Selon l'ONG Oxfam, plus de 1,3 million de ménages agricoles sont menacés par une insécurité alimentaire au Burkina Faso.Une situation causée selon l’ONG par l’expropriation des milliers d'hectares de terres cultivables par les « gros producteurs », au grand dam des petits agriculteurs. A cela s’ajoute aussi le manque de pluies et l’utilisation des moyens archaïques de production.
-Des élections libres et transparentes en 2015-
Le gouvernement de transition a pour principale mission l’organisation d’élections libres, transparentes et justes, en 2015. Plusieurs organisations de la société civile ont accusé les nouvelles autorités de ne pas se concentrer sur ses cahiers de charges, à savoir l'organisation des élections. Le président de la Commission électorale nationale indépendante (CENI), Me Barthélémy Kéré a annoncé récemment l'ouverture du fichier électoral en février 2015.
« C'est l'un des objectifs des autorités de la transition et nous avons échangé sur les conditions à réunir afin que celles-ci puissent se dérouler sous de meilleures auspices », a rassuré M. Kéré.

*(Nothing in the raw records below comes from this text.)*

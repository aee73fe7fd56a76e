use anyhow::Result;

use ai_rename::cli;

mod app;
mod logging;

fn main() -> Result<()> {
    let args = cli::parse();
    app::run(args)
}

L’ambassadeur des États-Unis au Burkina Faso, Dr Tulinabo S. Mushingi a pour sa part rappelé le gouvernement de transition d’accélérer le processus électoral. « Pour nous, nous pensons aux élections futures et voir comment nous pouvons avancer ensemble pour construire le pays. Nous allons accompagner le Burkina », a ajouté M. Mushingi.
Le gouvernement de transition doit travailler à ce que les autorités qui seront issues des élections de 2015 puissent avoir des jalons posés pour le renforcement de l’administration, a soutenu le ministre en charge de l’habitat et de l’urbanisme, Réné Bagoro.